Assim como Mário e Sérgio, passou a ser possível e dezenas de casais com pessoas do mesmo sexo adotaram crianças de forma legal em Sergipe.

Preconceito
Apesar dos avanços, os casos de preconceito ainda existem na rotina de muitas pessoas da comunidade LGBTQIAPN. Adriana Lohana lembra ainda que infelizmente os casos de transfobia são mais comuns do que se imagina. É uma realidade dura enfrentada até mesmo em espaços onde a garantia dos diretos deveria ser uma premissa.

Como aconteceu no fim de setembro deste ano com uma jovem trans de 18 anos que denunciou um episódio após ter o direito de ser tratada pelo gênero com o qual se identifica negado dentro do Fórum Desembargador Fernando Franco, localizado no Bairro Santa Maria, em Aracaju.

Acompanhada do membro da assistência técnica LGBTQIA+ do município, Marcelo Menezes, a garota estava nas dependências do Fórum justamente para retificar o nome e o gênero no registro civil. No entanto, a jovem teria sido tratada no masculino por uma funcionária, apesar de ter retificado que queria ser tratada no feminino.

“Já tem um histórico de atendimento ruim no fórum, não é a primeira vez que tem problema por lá. A moça do cartório tratou ela por ‘ele’, e nesse sentido, o Marcelo foi conversar com ela, disse que era transfobia e que isso era crime, mas ela continuou dizendo que se na identidade era homem, então era ele”, explicou a presidente do Conselho LGBT do estado de Sergipe, Adriana Lohanna.

Adriana acionou a Polícia Militar, que se dirigiu até o local, mas não efetuou a prisão em flagrante da funcionária, segundo o exposto, por ordem do juiz do Fórum.

“Solicitei então ao coordenador do Centro de Referência LGBTQIA+ da SSP que fosse para lá, ele entrou e foi falar com o juiz, e ele disse a mesma coisa. O juiz disse que não via transfobia, e que não iria haver flagrante no fórum dele, e aí a gente foi para a delegacia”, completou
ela. O caso foi encaminhado para a Delegacia de Atendimento a Grupos Vulneráveis (DAGV).

“Já houve uma reunião do movimento social LGBTQIA+ com o Tribunal de Justiça para regulamentar com relação aos cartórios a questão do atendimento e a retificação do registro, mas até o momento a regulamentação não foi publicada”, finalizou Adriana.

Manual de Comunicação LGBTQIAPN+
O fim do preconceito passa pelo processo de educação.
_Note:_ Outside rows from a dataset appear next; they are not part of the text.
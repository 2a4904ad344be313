use std::io::{IsTerminal, Write};
use std::time::{SystemTime, UNIX_EPOCH};

use clap::ValueEnum;
use comfy_table::{presets::UTF8_FULL, ContentArrangement, Table};
use rovercom_client::BatchReport;
use rovercom_wire::{ControlCommand, Message};
use serde::Serialize;

#[derive(Clone, Debug, Copy, ValueEnum)]
pub enum OutputFormat {
    Json,
    Table,
    Pretty,
    Raw,
}

impl OutputFormat {
    pub fn default_for_stdout() -> Self {
        if std::io::stdout().is_terminal() {
            Self::Table
        } else {
            Self::Json
        }
    }
}

#[derive(Serialize)]
struct CommandOutput<'a> {
    id: u32,
    speed: f32,
    steering: f32,
    enable: bool,
    peer: &'a str,
    timestamp: String,
}

pub fn print_command(cmd: &ControlCommand, peer: &str, format: OutputFormat) {
    match format {
        OutputFormat::Json => {
            let out = CommandOutput {
                id: cmd.id,
                speed: cmd.speed,
                steering: cmd.steering,
                enable: cmd.enable,
                peer,
                timestamp: now_unix_seconds(),
            };
            println!(
                "{}",
                serde_json::to_string(&out).unwrap_or_else(|_| "{}".to_string())
            );
        }
        OutputFormat::Table => {
            let mut table = Table::new();
            table
                .load_preset(UTF8_FULL)
                .set_content_arrangement(ContentArrangement::Dynamic)
                .set_header(vec!["ID", "SPEED", "STEERING", "ENABLE", "PEER"])
                .add_row(vec![
                    cmd.id.to_string(),
                    format!("{:.2}", cmd.speed),
                    format!("{:.2}", cmd.steering),
                    cmd.enable.to_string(),
                    peer.to_string(),
                ]);
            println!("{table}");
        }
        OutputFormat::Pretty => {
            println!(
                "id={} speed={:.2} steering={:.2} enable={} peer={}",
                cmd.id, cmd.speed, cmd.steering, cmd.enable, peer
            );
        }
        OutputFormat::Raw => {
            print_raw(&cmd.encode());
        }
    }
}

#[derive(Serialize)]
struct BatchOutput<'a> {
    sent: usize,
    failed: usize,
    target: &'a str,
    timestamp: String,
}

pub fn print_batch_report(report: &BatchReport, target: &str, format: OutputFormat) {
    match format {
        OutputFormat::Json => {
            let out = BatchOutput {
                sent: report.sent,
                failed: report.failed,
                target,
                timestamp: now_unix_seconds(),
            };
            println!(
                "{}",
                serde_json::to_string(&out).unwrap_or_else(|_| "{}".to_string())
            );
        }
        OutputFormat::Table => {
            let mut table = Table::new();
            table
                .load_preset(UTF8_FULL)
                .set_content_arrangement(ContentArrangement::Dynamic)
                .set_header(vec!["SENT", "FAILED", "TARGET"])
                .add_row(vec![
                    report.sent.to_string(),
                    report.failed.to_string(),
                    target.to_string(),
                ]);
            println!("{table}");
        }
        OutputFormat::Pretty | OutputFormat::Raw => {
            println!(
                "sent={} failed={} target={}",
                report.sent, report.failed, target
            );
        }
    }
}

pub fn print_raw(data: &[u8]) {
    let mut out = std::io::stdout();
    let _ = out.write_all(data);
    let _ = out.flush();
}

fn now_unix_seconds() -> String {
    SystemTime::now()
        .duration_since(UNIX_EPOCH)
        .map(|d| d.as_secs().to_string())
        .unwrap_or_else(|_| "0".to_string())
}
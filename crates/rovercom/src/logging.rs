use clap::ValueEnum;

#[derive(Copy, Clone, Debug, ValueEnum)]
pub enum LogFormat {
    Text,
    Json,
}

#[derive(Copy, Clone, Debug, ValueEnum)]
pub enum LogLevel {
    Error,
    Warn,
    Info,
    Debug,
    Trace,
}

impl LogLevel {
    pub fn as_filter(self) -> tracing::level_filters::LevelFilter {
        match self {
            LogLevel::Error => tracing::level_filters::LevelFilter::ERROR,
            LogLevel::Warn => tracing::level_filters::LevelFilter::WARN,
            LogLevel::Info => tracing::level_filters::LevelFilter::INFO,
            LogLevel::Debug => tracing::level_filters::LevelFilter::DEBUG,
            LogLevel::Trace => tracing::level_filters::LevelFilter::TRACE,
        }
    }
}

pub fn init_logging(format: LogFormat, level: LogLevel) {
    let builder = tracing_subscriber::fmt()
        .with_writer(std::io::stderr)
        .with_max_level(level.as_filter())
        .with_ansi(false)
        .with_target(false);

    match format {
        LogFormat::Text => {
            let _ = builder.try_init();
        }
        LogFormat::Json => {
            let _ = builder.json().try_init();
        }
    }
}
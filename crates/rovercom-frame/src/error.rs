/// Errors that can occur during packet framing.
#[derive(Debug, thiserror::Error)]
pub enum FrameError {
    /// The payload exceeds the configured maximum size.
    #[error("payload too large ({size} bytes, max {max})")]
    PayloadTooLarge { size: usize, max: usize },

    /// An I/O error occurred while reading or writing packets.
    #[error("packet I/O error: {0}")]
    Io(#[from] std::io::Error),

    /// The connection was closed before a complete packet was transferred.
    #[error("connection closed (incomplete packet)")]
    ConnectionClosed,

    /// The payload could not be decoded as a wire message.
    #[error("wire decode error: {0}")]
    Wire(#[from] rovercom_wire::WireError),
}

pub type Result<T> = std::result::Result<T, FrameError>;
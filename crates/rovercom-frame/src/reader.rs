use std::io::{ErrorKind, Read};
use std::net::TcpStream;

use bytes::{Bytes, BytesMut};
use rovercom_wire::Message;
use tracing::trace;

use crate::codec::{decode_packet, FrameConfig};
use crate::error::{FrameError, Result};

const INITIAL_BUFFER_CAPACITY: usize = 512;
const READ_CHUNK_SIZE: usize = 512;

/// Reads complete length-prefixed packets from any `Read` stream.
///
/// Handles partial reads internally so callers always get whole payloads.
pub struct PacketReader<T> {
    inner: T,
    buf: BytesMut,
    config: FrameConfig,
}

impl<T: Read> PacketReader<T> {
    /// Create a new packet reader with default configuration.
    pub fn new(inner: T) -> Self {
        Self::with_config(inner, FrameConfig::default())
    }

    /// Create a new packet reader with explicit configuration.
    pub fn with_config(inner: T, config: FrameConfig) -> Self {
        Self {
            inner,
            buf: BytesMut::with_capacity(INITIAL_BUFFER_CAPACITY),
            config,
        }
    }

    /// Read the next complete packet payload (blocking).
    ///
    /// Returns `Err(FrameError::ConnectionClosed)` when EOF is reached.
    pub fn read_packet(&mut self) -> Result<Bytes> {
        loop {
            if let Some(payload) = decode_packet(&mut self.buf, self.config.max_payload_size)? {
                trace!(len = payload.len(), "packet read");
                return Ok(payload);
            }

            let mut chunk = [0u8; READ_CHUNK_SIZE];
            let read = match self.inner.read(&mut chunk) {
                Ok(n) => n,
                Err(err) if err.kind() == ErrorKind::Interrupted => continue,
                Err(err) => return Err(FrameError::Io(err)),
            };

            if read == 0 {
                return Err(FrameError::ConnectionClosed);
            }

            self.buf.extend_from_slice(&chunk[..read]);
        }
    }

    /// Read the next packet and decode its payload as a wire message.
    pub fn read_message<M: Message>(&mut self) -> Result<M> {
        let payload = self.read_packet()?;
        Ok(M::decode(&payload)?)
    }

    /// Borrow the underlying stream.
    pub fn get_ref(&self) -> &T {
        &self.inner
    }

    /// Mutably borrow the underlying stream.
    pub fn get_mut(&mut self) -> &mut T {
        &mut self.inner
    }

    /// Consume the reader and return the inner stream.
    pub fn into_inner(self) -> T {
        self.inner
    }

    /// Current packet reader configuration.
    pub fn config(&self) -> &FrameConfig {
        &self.config
    }
}

impl PacketReader<TcpStream> {
    /// Create a packet reader for a `TcpStream`, applying the configured
    /// read timeout to the socket.
    pub fn with_config_tcp(inner: TcpStream, config: FrameConfig) -> Result<Self> {
        inner.set_read_timeout(config.read_timeout)?;
        Ok(Self::with_config(inner, config))
    }
}
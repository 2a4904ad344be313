/// Errors that can occur while encoding or decoding wire bytes.
#[derive(Debug, thiserror::Error, PartialEq, Eq)]
pub enum WireError {
    /// The input ended before a complete value was read.
    #[error("truncated input (field or value cut short)")]
    Truncated,

    /// A varint ran past the 10-byte limit or overflowed 64 bits.
    #[error("varint overflows 64 bits")]
    VarintOverflow,

    /// A tag carried a wire type this codec cannot skip or decode.
    #[error("unsupported wire type {0}")]
    UnsupportedWireType(u8),

    /// A tag carried field number 0, which the wire format reserves.
    #[error("invalid field number 0")]
    InvalidFieldNumber,
}

pub type Result<T> = std::result::Result<T, WireError>;
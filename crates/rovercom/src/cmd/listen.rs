use std::net::TcpListener;
use std::sync::atomic::{AtomicBool, Ordering};
use std::sync::Arc;

use rovercom_frame::{FrameError, PacketReader};
use rovercom_wire::{ControlCommand, Message};
use tracing::{info, warn};

use crate::cmd::ListenArgs;
use crate::exit::{io_error, CliError, CliResult, SUCCESS};
use crate::output::{print_command, OutputFormat};

pub fn run(args: ListenArgs, format: OutputFormat) -> CliResult<i32> {
    let addr = format!("{}:{}", args.bind, args.port);
    let listener = TcpListener::bind(&addr).map_err(|err| io_error("bind failed", err))?;
    info!(%addr, "listening for framed commands");

    let running = Arc::new(AtomicBool::new(true));
    install_ctrlc_handler(running.clone())?;

    let mut printed = 0usize;

    while running.load(Ordering::SeqCst) {
        let (stream, peer) = match listener.accept() {
            Ok(conn) => conn,
            Err(err) => return Err(io_error("accept failed", err)),
        };

        // The firmware protocol is one framed message per connection.
        let mut reader = PacketReader::new(stream);
        let payload = match reader.read_packet() {
            Ok(payload) => payload,
            Err(FrameError::ConnectionClosed) => continue,
            Err(err) => {
                warn!(%peer, error = %err, "dropping bad packet");
                continue;
            }
        };

        match ControlCommand::decode(&payload) {
            Ok(cmd) => {
                print_command(&cmd, &peer.to_string(), format);
                printed = printed.saturating_add(1);
            }
            Err(err) => {
                warn!(%peer, error = %err, "failed to decode command");
            }
        }

        if let Some(count) = args.count {
            if printed >= count {
                return Ok(SUCCESS);
            }
        }
    }

    Ok(SUCCESS)
}

fn install_ctrlc_handler(running: Arc<AtomicBool>) -> CliResult<()> {
    ctrlc::set_handler(move || {
        running.store(false, Ordering::SeqCst);
    })
    .map_err(|err| {
        CliError::new(
            crate::exit::INTERNAL,
            format!("signal handler setup failed: {err}"),
        )
    })
}
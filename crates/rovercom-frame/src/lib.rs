//! Length-prefixed packet framing for rovercom device links.
//!
//! Every packet on the link is framed as:
//! - A 2-byte big-endian payload length
//! - The payload bytes (a wire-encoded message)
//!
//! The receiving firmware reads the two length bytes first and rejects
//! anything larger than its 256-byte message buffer, so that limit is the
//! default maximum here. No partial reads, no buffer management in user
//! code.

pub mod codec;
pub mod error;
pub mod reader;
pub mod writer;

pub use codec::{decode_packet, encode_packet, FrameConfig, DEFAULT_MAX_PAYLOAD, LENGTH_PREFIX_SIZE};
pub use error::{FrameError, Result};
pub use reader::PacketReader;
pub use writer::PacketWriter;
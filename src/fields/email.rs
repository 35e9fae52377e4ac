//! Email input with debounced validation.

use crate::debounce::Debounced;
use crate::field::{FieldDescriptor, FieldEvent, FieldState, FieldValue};
use crate::validation::{ValidationRules, validate_email};
use std::time::{Duration, Instant};

use super::text::TEXT_DEBOUNCE_DELAY;

/// A controlled email input.
///
/// Behaves like [`TextInput`](super::TextInput) but the settled value is
/// checked against the fixed `local@domain.tld` shape after the composite
/// rule set.
///
/// # Examples
///
/// ```
/// use formflow::fields::EmailInput;
/// use formflow::FieldEvent;
/// use std::time::{Duration, Instant};
///
/// let mut input = EmailInput::new("email").required();
/// let t0 = Instant::now();
///
/// input.input("not-an-email", t0);
/// let events = input.tick(t0 + Duration::from_millis(300));
/// assert_eq!(
/// 	events,
/// 	vec![FieldEvent::ErrorChanged {
/// 		name: "email".into(),
/// 		error: "Invalid email address".into(),
/// 	}],
/// );
/// ```
#[derive(Debug, Clone)]
pub struct EmailInput {
	descriptor: FieldDescriptor,
	hint_text: Option<String>,
	value: String,
	debounced: Debounced<String>,
	state: FieldState,
	error: String,
}

impl EmailInput {
	/// Create an email input for the given field name.
	pub fn new(name: impl Into<String>) -> Self {
		Self {
			descriptor: FieldDescriptor::new(name),
			hint_text: None,
			value: String::new(),
			debounced: Debounced::new(String::new(), TEXT_DEBOUNCE_DELAY),
			state: FieldState::Pristine,
			error: String::new(),
		}
	}

	/// Set the display label.
	pub fn with_label(mut self, label: impl Into<String>) -> Self {
		self.descriptor = self.descriptor.with_label(label);
		self
	}

	/// Mark the field required for the aggregator's submit pass.
	pub fn required(mut self) -> Self {
		self.descriptor = self.descriptor.required();
		self
	}

	/// Attach the composite rule set evaluated before the email check.
	pub fn with_rules(mut self, rules: ValidationRules) -> Self {
		self.descriptor = self.descriptor.with_rules(rules);
		self
	}

	/// Set the pattern the aggregator re-checks at submit time.
	pub fn with_pattern(mut self, pattern: regex::Regex) -> Self {
		self.descriptor = self.descriptor.with_pattern(pattern);
		self
	}

	/// Set the placeholder hint.
	pub fn with_hint_text(mut self, hint: impl Into<String>) -> Self {
		self.hint_text = Some(hint.into());
		self
	}

	/// The descriptor to register with the form aggregator.
	pub fn descriptor(&self) -> &FieldDescriptor {
		&self.descriptor
	}

	pub fn state(&self) -> FieldState {
		self.state
	}

	pub fn value(&self) -> &str {
		&self.value
	}

	pub fn error(&self) -> &str {
		&self.error
	}

	pub fn hint_text(&self) -> Option<&str> {
		self.hint_text.as_deref()
	}

	/// Record a user edit; the value is reported upward immediately.
	pub fn input(&mut self, value: impl Into<String>, now: Instant) -> Vec<FieldEvent> {
		let value = value.into();
		self.value = value.clone();
		self.state = FieldState::Editing;
		self.debounced.set(value.clone(), now);

		vec![FieldEvent::ValueChanged {
			name: self.descriptor.name.clone(),
			value: FieldValue::Text(value),
		}]
	}

	/// Advance time; validates once the debounce window settles.
	pub fn tick(&mut self, now: Instant) -> Vec<FieldEvent> {
		let Some(settled) = self.debounced.poll(now) else {
			return vec![];
		};
		let settled = settled.clone();
		tracing::trace!(field = %self.descriptor.name, "email input settled, validating");

		self.error = self.validation_error(&settled);
		self.state = FieldState::Validated;

		vec![FieldEvent::ErrorChanged {
			name: self.descriptor.name.clone(),
			error: self.error.clone(),
		}]
	}

	/// Cancel the pending debounce timer on teardown.
	pub fn teardown(&mut self) {
		self.debounced.cancel();
	}

	fn validation_error(&self, value: &str) -> String {
		let label = self.descriptor.display_label();
		let composite = self
			.descriptor
			.rules
			.as_ref()
			.map_or(Ok(()), |rules| rules.validate(label, &FieldValue::Text(value.to_string())));

		composite
			.and_then(|()| validate_email(value))
			.err()
			.map(|e| e.to_string())
			.unwrap_or_default()
	}
}

#[cfg(test)]
mod tests {
	use super::*;
	use rstest::rstest;
	use std::time::Duration;

	fn ms(n: u64) -> Duration {
		Duration::from_millis(n)
	}

	#[rstest]
	#[case("a@b.com", "")]
	#[case("user@example.org", "")]
	#[case("missing-at.com", "Invalid email address")]
	#[case("a@nodot", "Invalid email address")]
	fn test_settled_value_is_shape_checked(#[case] value: &str, #[case] expected: &str) {
		// Arrange
		let mut input = EmailInput::new("email");
		let t0 = Instant::now();

		// Act
		input.input(value, t0);
		let events = input.tick(t0 + ms(300));

		// Assert
		assert_eq!(
			events,
			vec![FieldEvent::ErrorChanged {
				name: "email".to_string(),
				error: expected.to_string(),
			}]
		);
	}

	#[test]
	fn test_rules_take_precedence_over_shape_check() {
		// Arrange: required rule fails before the email shape runs
		let mut input = EmailInput::new("email")
			.with_rules(ValidationRules::new().required());
		let t0 = Instant::now();

		input.input("a", t0);
		input.tick(t0 + ms(300));

		// Act: clearing the field settles an empty value
		input.input("", t0 + ms(400));
		let events = input.tick(t0 + ms(700));

		// Assert
		assert_eq!(
			events,
			vec![FieldEvent::ErrorChanged {
				name: "email".to_string(),
				error: "email is required.".to_string(),
			}]
		);
	}

	#[test]
	fn test_only_last_value_of_burst_is_validated() {
		let mut input = EmailInput::new("email");
		let t0 = Instant::now();

		input.input("a", t0);
		input.input("a@", t0 + ms(100));
		input.input("a@b.com", t0 + ms(200));

		let events = input.tick(t0 + ms(500));
		assert_eq!(
			events,
			vec![FieldEvent::ErrorChanged {
				name: "email".to_string(),
				error: String::new(),
			}]
		);
	}
}
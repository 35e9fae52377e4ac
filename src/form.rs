//! Form aggregator: the single source of truth for descendant field
//! values and errors, and the submit gate.
//!
//! Fields register a [`FieldDescriptor`] at mount and deregister at
//! unmount; only registered (named) fields participate in the
//! submit-time pass — anything else is decoration the form never touches.
//! Between submits the form folds in [`FieldEvent`]s as they arrive, in
//! whatever order the independent fields produce them: the value map and
//! error map share a key space but are never assumed to be in sync.

use crate::field::{FieldDescriptor, FieldEvent, FieldValue};
use std::collections::HashMap;

/// Form-level failure.
#[derive(Debug, Clone, PartialEq, Eq, thiserror::Error)]
pub enum FormError {
	#[error("submission blocked by {} validation error(s)", .0.len())]
	Blocked(HashMap<String, String>),
}

pub type FormResult<T> = Result<T, FormError>;

/// Outcome of a submit attempt.
#[derive(Debug, Clone, PartialEq)]
pub enum SubmitOutcome {
	/// No blocking errors: the collected value map was forwarded.
	Submitted(HashMap<String, FieldValue>),
	/// The authoritative pass found errors; submission was blocked and
	/// the error map replaced with exactly these entries.
	Blocked(HashMap<String, String>),
}

type SubmitHandler = Box<dyn Fn(&HashMap<String, FieldValue>) + Send + Sync>;

/// Collects field values and errors, and gates submission.
///
/// On submit the form re-derives `required`/`pattern` errors for every
/// registered field from the collected values — a second, authoritative
/// pass that does not trust child-reported errors, because a child's
/// debounce cycle may not have settled yet. Length, email-shape, and
/// strength rules stay with the fields themselves, so a stale
/// self-reported error neither blocks a submit nor gets cleared by a
/// successful one; that asymmetry is inherited behavior, kept on
/// purpose.
///
/// # Examples
///
/// ```
/// use formflow::{FieldDescriptor, FieldValue, Form, SubmitOutcome};
///
/// let mut form = Form::new();
/// form.register(FieldDescriptor::new("email").required());
///
/// // Nothing entered: blocked with a field-specific message.
/// let SubmitOutcome::Blocked(errors) = form.submit() else { panic!() };
/// assert_eq!(errors["email"], "email is required");
///
/// form.handle_input_change("email", FieldValue::Text("a@b.com".into()));
/// let SubmitOutcome::Submitted(values) = form.submit() else { panic!() };
/// assert_eq!(values["email"], FieldValue::Text("a@b.com".into()));
/// ```
#[derive(Default)]
pub struct Form {
	fields: Vec<FieldDescriptor>,
	values: HashMap<String, FieldValue>,
	errors: HashMap<String, String>,
	is_submitted: bool,
	on_submit: Option<SubmitHandler>,
}

impl Form {
	/// Create an empty form.
	///
	/// # Examples
	///
	/// ```
	/// use formflow::Form;
	///
	/// let form = Form::new();
	/// assert!(!form.is_submitted());
	/// assert!(form.values().is_empty());
	/// ```
	pub fn new() -> Self {
		Self::default()
	}

	/// Set the handler invoked with the value map on successful submit.
	pub fn set_on_submit<F>(&mut self, handler: F)
	where
		F: Fn(&HashMap<String, FieldValue>) + Send + Sync + 'static,
	{
		self.on_submit = Some(Box::new(handler));
	}

	/// Register a field at mount.
	///
	/// Registering a name twice replaces the earlier descriptor in place,
	/// keeping its position in display order.
	pub fn register(&mut self, descriptor: FieldDescriptor) {
		if let Some(existing) = self
			.fields
			.iter_mut()
			.find(|f| f.name == descriptor.name)
		{
			*existing = descriptor;
		} else {
			self.fields.push(descriptor);
		}
	}

	/// Deregister a field at unmount.
	///
	/// Drops the descriptor and the field's value and error entries, so
	/// no state is ever forwarded to a field that no longer exists.
	pub fn deregister(&mut self, name: &str) {
		self.fields.retain(|f| f.name != name);
		self.values.remove(name);
		self.errors.remove(name);
	}

	/// Registered descriptors, in registration order.
	pub fn fields(&self) -> &[FieldDescriptor] {
		&self.fields
	}

	pub fn field_count(&self) -> usize {
		self.fields.len()
	}

	/// Fold in a field's upward report.
	pub fn apply(&mut self, event: FieldEvent) {
		match event {
			FieldEvent::ValueChanged { name, value } => self.handle_input_change(&name, value),
			FieldEvent::ErrorChanged { name, error } => self.handle_error(&name, error),
		}
	}

	/// Record a value report and clear the field's error entry — the
	/// user is editing, so the old message no longer applies.
	pub fn handle_input_change(&mut self, name: &str, value: FieldValue) {
		self.values.insert(name.to_string(), value);
		self.errors.insert(name.to_string(), String::new());
	}

	/// Record an error report. Last writer wins per key.
	pub fn handle_error(&mut self, name: &str, error: String) {
		tracing::trace!(field = %name, error = %error, "field error reported");
		self.errors.insert(name.to_string(), error);
	}

	/// Whether a submit has been attempted.
	///
	/// Fields that validate only on blur re-check when this flips true;
	/// hosts propagate the flip via each field's `set_submitted`.
	pub fn is_submitted(&self) -> bool {
		self.is_submitted
	}

	/// The collected value map.
	pub fn values(&self) -> &HashMap<String, FieldValue> {
		&self.values
	}

	/// The current error map (empty string = no error for that field).
	pub fn errors(&self) -> &HashMap<String, String> {
		&self.errors
	}

	/// The error string for one field, if any is recorded.
	pub fn error_for(&self, name: &str) -> Option<&str> {
		self.errors.get(name).map(String::as_str)
	}

	/// Non-empty errors in field registration order, for the submit
	/// banner. Errors reported for unregistered names are not shown.
	pub fn visible_errors(&self) -> Vec<(&str, &str)> {
		self.fields
			.iter()
			.filter_map(|f| {
				let error = self.errors.get(&f.name)?;
				(!error.is_empty()).then_some((f.name.as_str(), error.as_str()))
			})
			.collect()
	}

	/// Attempt submission.
	///
	/// Sets the submitted flag, then re-derives required/pattern errors
	/// for every registered field from the collected values. A non-empty
	/// result replaces the error map and blocks; otherwise the value map
	/// is forwarded to the submit handler. Successful submission does
	/// not reset any state — clearing is the caller's responsibility,
	/// and a second submit with unchanged valid input forwards an
	/// identical map.
	pub fn submit(&mut self) -> SubmitOutcome {
		self.is_submitted = true;

		let mut new_errors = HashMap::new();
		for field in &self.fields {
			let label = field.display_label();
			let value = self.values.get(&field.name);
			let missing = value.is_none_or(FieldValue::is_empty);

			if field.required && missing {
				new_errors.insert(field.name.clone(), format!("{label} is required"));
			} else if let Some(pattern) = &field.pattern
				&& let Some(FieldValue::Text(text)) = value
				&& !full_match(pattern, text)
			{
				new_errors.insert(field.name.clone(), format!("{label} is not valid"));
			}
		}

		if !new_errors.is_empty() {
			tracing::debug!(errors = new_errors.len(), "submission blocked");
			self.errors = new_errors.clone();
			return SubmitOutcome::Blocked(new_errors);
		}

		tracing::debug!(fields = self.fields.len(), "submission forwarded");
		if let Some(handler) = &self.on_submit {
			handler(&self.values);
		}
		SubmitOutcome::Submitted(self.values.clone())
	}

	/// [`submit`](Self::submit) with a `Result` shape, for callers that
	/// propagate with `?`.
	///
	/// # Examples
	///
	/// ```
	/// use formflow::{FieldDescriptor, FieldValue, Form};
	///
	/// let mut form = Form::new();
	/// form.register(FieldDescriptor::new("name").required());
	/// form.handle_input_change("name", FieldValue::Text("Ada".into()));
	///
	/// let values = form.try_submit().expect("valid form");
	/// assert_eq!(values["name"], FieldValue::Text("Ada".into()));
	/// ```
	pub fn try_submit(&mut self) -> FormResult<HashMap<String, FieldValue>> {
		match self.submit() {
			SubmitOutcome::Submitted(values) => Ok(values),
			SubmitOutcome::Blocked(errors) => Err(FormError::Blocked(errors)),
		}
	}
}

// Submit-time patterns match over the full value, same as the fields'
// own pattern rule.
fn full_match(pattern: &regex::Regex, value: &str) -> bool {
	pattern
		.find(value)
		.is_some_and(|m| m.start() == 0 && m.end() == value.len())
}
Da conscientização do respeito ao próximo, do respeito a diversidade. O Comitê da Equidade de Gênero e Raça do Tribunal de Justiça de Sergipe, lançou um manual de comunicação LGBTQIAPN+ no início deste mês de outubro, trazendo como título ‘Respeitando todas as formas de existir’.

O manual traz informações importantes sobre a linguagem inclusiva alinhadas as diretrizes dos diretos humanos. “A cartilha foi feita não apenas para os nossos servidores e magistrados, mas está disponível para toda a população que queira entender melhor a história, o vocabulário adequado e como evitar termos preconceituosos e discriminatórios também. De forma didática, o manual explica o que é identidade de gênero, orientação de gênero. Precisamos trazer informações e combater qualquer tipo de preconceito”, alerta Thyago Avelino, presidente do Comitê de Gênero e Raça.